Il Coronavirus ha mietuto molto vittime in Italia e nel mondo. Si parla di Fase 1, Fase 2, ripartenza di bar, ristoranti, hotels, esercizi per la cura della persona, parrucchieri, ma dei cinema e dei teatri non vi è traccia nei provvedimenti governativi.
Di cinema e teatri non se ne parla, se non indicando per la riapertura un vago termine, alla fine dell’anno o agli inizi dell’anno prossimo. Qualcuno, ottimista, spera che si possano riaprire a settembre. I governi degli altri paesi europei, Francia, Germania, Inghilterra, ecc. si sono mossi, stanziando dei fondi per gli addetti, attori e professionisti dello spettacolo.
“Berlino ha stanziato fondi che sono già nelle tasche degli attori, dei performer, dei freelance. In Francia, Paese di battaglie intermittenti, l’investimento per la cultura assicura un futuro. Si lavora su un’idea. Noi viviamo in uno stato permanente di cultura dell’emergenza.” – dichiara Roberto Andò, regista, scrittore e compositore, in una intervista a La Lettura, che ha invitato ad un confronto quattro protagonisti del teatro, oltre a lui, Lucia Calamaro, autrice, attrice e regista; Ferdinando Bruni ed Elio De Capitani, attori e registi, del Teatro dell’Elfo di Milano, per discutere al capezzale del teatro non per decretarne la morte ma per sollecitare il governo ad intervenire e a discutere su come il teatro si debba sollevare da sé medesimo, trovando le ultime forze per reimpostare un’azione innovativa che lo faccia riemergere dall’abisso in cui lo ha cacciato il virus e anche l’insipienza dei responsabili e dei politici.
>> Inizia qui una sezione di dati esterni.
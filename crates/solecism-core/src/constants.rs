//! Markers and default constants used throughout the crate.

/// Start-of-sequence marker consumed by the predictor.
pub const START: &str = "START";

/// End-of-sequence marker; also terminates each call's state slots.
pub const STOP: &str = "STOP";

/// Sentinel call name excluded from topic-model vocabularies.
pub const TERMINAL: &str = "TERMINAL";

/// Default deterministic seed for RNG operations.
///
/// Same seed + same data = same result. The value `0x63616C6C73` is "calls"
/// encoded in ASCII.
pub const DEFAULT_SEED: u64 = 0x63616C6C73;

/// Default floor applied to probabilities before taking logarithms.
///
/// The model can emit probabilities that round to exactly zero; `ln(0)` is
/// undefined, so likelihood paths clamp to this floor. See DESIGN.md for the
/// policy discussion.
pub const DEFAULT_PROB_FLOOR: f64 = 1e-50;

// =============================================================================
// Default bootstrap-estimator configuration
// =============================================================================

/// Default number of outer Monte-Carlo samples for the bootstrap KLD mode.
pub const DEFAULT_OUTER_SAMPLES: usize = 100;

/// Default resample-set size per outer sample.
pub const DEFAULT_NSAMPLES: usize = 1000;

/// Default number of repeated resamples used for the bias estimate.
pub const DEFAULT_NITERS: usize = 50;

// =============================================================================
// Default topic-inference configuration
// =============================================================================

/// Default Dirichlet document-topic prior (α) for LDA training.
pub const DEFAULT_DOC_TOPIC_PRIOR: f64 = 0.1;

/// Default maximum number of variational EM iterations.
pub const DEFAULT_LDA_MAX_ITER: usize = 100;

/// Default per-document update iterations in the E-step.
pub const DEFAULT_DOC_UPDATE_ITER: usize = 100;

/// Default mean-change tolerance for E-step convergence.
pub const DEFAULT_MEAN_CHANGE_TOL: f64 = 1e-5;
Questi si guardano bene dal proporre una via d’uscita, convocando una specie di Stati Generali della Cultura, un settore importantissimo per l’economia del Paese ma soprattutto per risollevare lo spirito fiaccato da anni di abbandono.
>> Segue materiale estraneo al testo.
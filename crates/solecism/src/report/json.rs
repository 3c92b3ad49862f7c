//! Structured JSON report output.

use std::collections::BTreeMap;
use std::fs::File;
use std::io::{BufWriter, Write};
use std::path::Path;

use crate::probfile::{ReportError, ScoredRecord};
use crate::session::LocationScore;

/// Flatten scored records into a list sorted by descending anomaly score and
/// serialize it pretty-printed.
pub fn records_to_json(records: &BTreeMap<String, ScoredRecord>) -> Result<String, ReportError> {
    let mut list: Vec<&ScoredRecord> = records.values().collect();
    list.sort_by(|a, b| b.anomaly_score.total_cmp(&a.anomaly_score));
    Ok(serde_json::to_string_pretty(&list)?)
}

/// Write the sorted record list to a file.
pub fn write_records<P: AsRef<Path>>(
    records: &BTreeMap<String, ScoredRecord>,
    path: P,
) -> Result<(), ReportError> {
    let mut writer = BufWriter::new(File::create(path)?);
    writer.write_all(records_to_json(records)?.as_bytes())?;
    Ok(())
}

/// Serialize location scores as `(package, location, score)` rows, in the
/// order given.
pub fn location_scores_to_json(scores: &[LocationScore]) -> Result<String, ReportError> {
    let rows: Vec<serde_json::Value> = scores
        .iter()
        .map(|s| {
            serde_json::json!({
                "package": s.package_name,
                "location": s.location,
                "score": s.score,
            })
        })
        .collect();
    Ok(serde_json::to_string_pretty(&rows)?)
}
E’ vero che Dario Franceschini, Ministro della Cultura, ha firmato il decreto che stanzia 20 milioni a favore delle piccole compagnie di teatro, di danza, piccoli circhi, anche per i piccoli teatri dove operano giovani artisti e tecnici, ma è una goccia rispetto all’assegnazione del FUS (Fondo Unico per lo Spettacolo) 2020 che coinvolge tutto il settore con quasi mille soggetti in attesa, così da mettere in salvo l’intero sistema e permettergli di pensare al futuro.
“Il governo deve sostenere i teatri, – incalza Lucia Calamaro – deve dare alla cultura i fondi che da vent’anni non sta assegnando”, e allo stesso tempo pungola gli interlocutori per unirsi alla battaglia di riflessione e di azione ideale. Ed Elio De Capitani si rivolge stentoreo al governo: “Ci vogliono investimenti. Ora, non tra sei mesi!”, prefigurando un ritorno al teatro come rito da officiare al pari dei matrimoni e dei funerali di cui ci ha privato la funesta rovina del virus. Una società non può a lungo fare a meno di una delle espressioni più fondative della civiltà umana, nell’espressione della tragedia, il canto del capro che viene sacrificato per la verità e la giustizia. Lo strumento con cui si dibatte sul cammino della società, ci si interroga e si deride il potere, si analizzano le tendenze sociali e si critica la comunità indicando una via, o ponendo domande e azzardando responsi sui temi cruciali della nostra esistenza. Ma il Teatro muore e, se non si interviene in tempo, con esso morirebbe tutta la nostra cultura. Servono cure efficaci e durature, signor Ministro della Cultura Dario Franceschini!